As Simon Pattinson explains, he has taken a particular interest in the technical machinery side of the business. He reserves particular praise for the company’s Knobel systems, which he says have become a well-established favourite of the company.
“If you ring them up in Switzerland with any issues, then they can have someone out to service the equipment the next day – that might be costly, but that kind of support is really important,” says the co-founder of the business.

He explains they have learned plenty as they’ve gone along in terms of devising best practice for production techniques and making the most of their site. Significantly, his co-founder notes there continues to be a noted pattern of growth across its confectionery range, including from its customers in the US.

The agreement marks a considerable landmark for the business, potentially opening up even further growth that they hope could eventually fund the development of brand-new production facilities for the business.

“It’s really exciting supply Trader Joe’s with one of our bars and truffles, they are fantastic to work with and open to new ideas and send them lots of new product we are developing. The level of business is large, they have 450 stores around the states,” the director.

“The response has been really good- the feedback from US customers is amazing. They are very vocal on Facebook, we sell online and our US business there has increased exponentially because of that. It’s had a fantastic knock-on effect.  We are looking at how to grow that US business even more in a way that meets customers’ needs.”

In terms of finding a balance between work and their personal lives, the couple admit that the boundaries between work and home life often blur. While it seems their three daughters approve of having mum and dad owning a chocolate factory as it has leant them some ‘added playground credibility,’ Helen concedes that the trio often jokingly tease their parents that their favourite chocolate is anything other than the family’s own brand.

On their development, the director adds that its product portfolio has been constantly evolving over the years, which she says has proved one of the most enjoyable aspects in tracking the market for new product development. Though there is a constant stream of inventive new bar varieties ranging from Chai Latte milk chocolate, mini ‘chocolate library gift sets’ and vegan and organic truffles through to dark chocolate with rose and vanilla, some of its original offerings are still on sale, including a 74% cocoa dark chocolate.

Trading fairly

As she adds, the company has placed considerable effort into ethical sourcing of cocoa, and has its own policy of ‘trading fairly’ rather than being associated directly with the Fair Trade organisation.

“A lot of our cocoa production is from small plantations in Venezuela and Peru run as co-operatives, where they look after each other. The sellers are co-ops to, which helps them get their prices at a premium, and are paid above Fair Trade prices,” explains Pattinson, who says she remains deeply concerned by the range of welfare issues that remain with the supply chain on a global level.

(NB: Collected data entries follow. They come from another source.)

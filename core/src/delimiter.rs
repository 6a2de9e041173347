//! No-op boundary marker for the undo history.

use crate::command::{Command, Editable};
use crate::error::CommandResult;

/// A command that does nothing, recorded only to mark a boundary.
///
/// The [`Invoker`](crate::Invoker) treats delimiters asymmetrically:
///
/// - **Combining** stops at a delimiter. It is never chained, so a new
///   combinable command cannot merge into anything recorded before it.
/// - **Undo grouping** steps over it. A single undo that reaches a delimiter
///   keeps going to the entry below.
///
/// A delimiter may carry a name so that
/// [`Invoker::undo_to_delimiter`](crate::Invoker::undo_to_delimiter) can
/// rewind to it.
#[derive(Debug, Clone, Default, PartialEq, Eq)]
pub struct Delimiter {
    name: Option<String>,
}

impl Delimiter {
    /// Creates an unnamed delimiter.
    pub fn new() -> Self {
        Self::default()
    }

    /// Creates a delimiter that can be found by name.
    pub fn named(name: impl Into<String>) -> Self {
        Self {
            name: Some(name.into()),
        }
    }

    /// The delimiter's name, if any.
    pub fn name(&self) -> Option<&str> {
        self.name.as_deref()
    }

    /// Returns `true` if this delimiter carries exactly `name`.
    pub fn is_named(&self, name: &str) -> bool {
        self.name.as_deref() == Some(name)
    }
}

impl<T: Editable> Command<T> for Delimiter {
    fn execute(&mut self, _target: &mut T) -> CommandResult {
        Ok(())
    }

    fn undo(&mut self, _target: &mut T) -> CommandResult {
        Ok(())
    }

    fn description(&self) -> &str {
        self.name.as_deref().unwrap_or("Delimiter")
    }
}

#[cfg(test)]
mod tests {
    use super::*;

    struct Level {
        speed: f32,
    }

    impl Editable for Level {}

    #[test]
    fn execute_and_undo_leave_target_alone() {
        let mut level = Level { speed: 1.5 };
        let mut delimiter = Delimiter::new();
        Command::<Level>::execute(&mut delimiter, &mut level).unwrap();
        assert_eq!(level.speed, 1.5);
        Command::<Level>::undo(&mut delimiter, &mut level).unwrap();
        assert_eq!(level.speed, 1.5);
    }

    #[test]
    fn never_combinable() {
        assert!(!Command::<Level>::is_combinable(&Delimiter::named("drag")));
    }

    #[test]
    fn names() {
        let unnamed = Delimiter::new();
        assert_eq!(unnamed.name(), None);
        assert!(!unnamed.is_named("start"));
        assert_eq!(Command::<Level>::description(&unnamed), "Delimiter");

        let named = Delimiter::named("start");
        assert_eq!(named.name(), Some("start"));
        assert!(named.is_named("start"));
        assert!(!named.is_named("end"));
        assert_eq!(Command::<Level>::description(&named), "start");
    }
}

There remain plenty of other challenges on the horizon – ranging from the impact of Brexit affecting its trading exchanges within Europe, through to how to meet rising concerns over obesity and sugar reduction within product ranges.

On the latter issue, she says confectionery should always be seen as a luxury occasional treat, and highlights the fact that its best-selling bars- the dark chocolate range made with 70% cocoa, are completely free from added sugar.

The company has also responded strongly to consumer trends in terms of vegan product ranges – which are an increasingly prominent part of their activities.
“We’ve found the vegan market demand is growing hugely, had a great vegan fanbase, but more and more, they might not be 100% vegan, or aspire to be, so we fit that mould brilliantly, as all our dark bars are suitable for them.

“We are proud of our production here – and our goal is to be Britain’s greatest little chocolate company. To me, that means we are available to all, but still have those family values and are a friendly team. You can achieve both, but careful about how you grow,” enthuses the director of their ever-expanding operations that have seen them gain a foothold in markets around the world.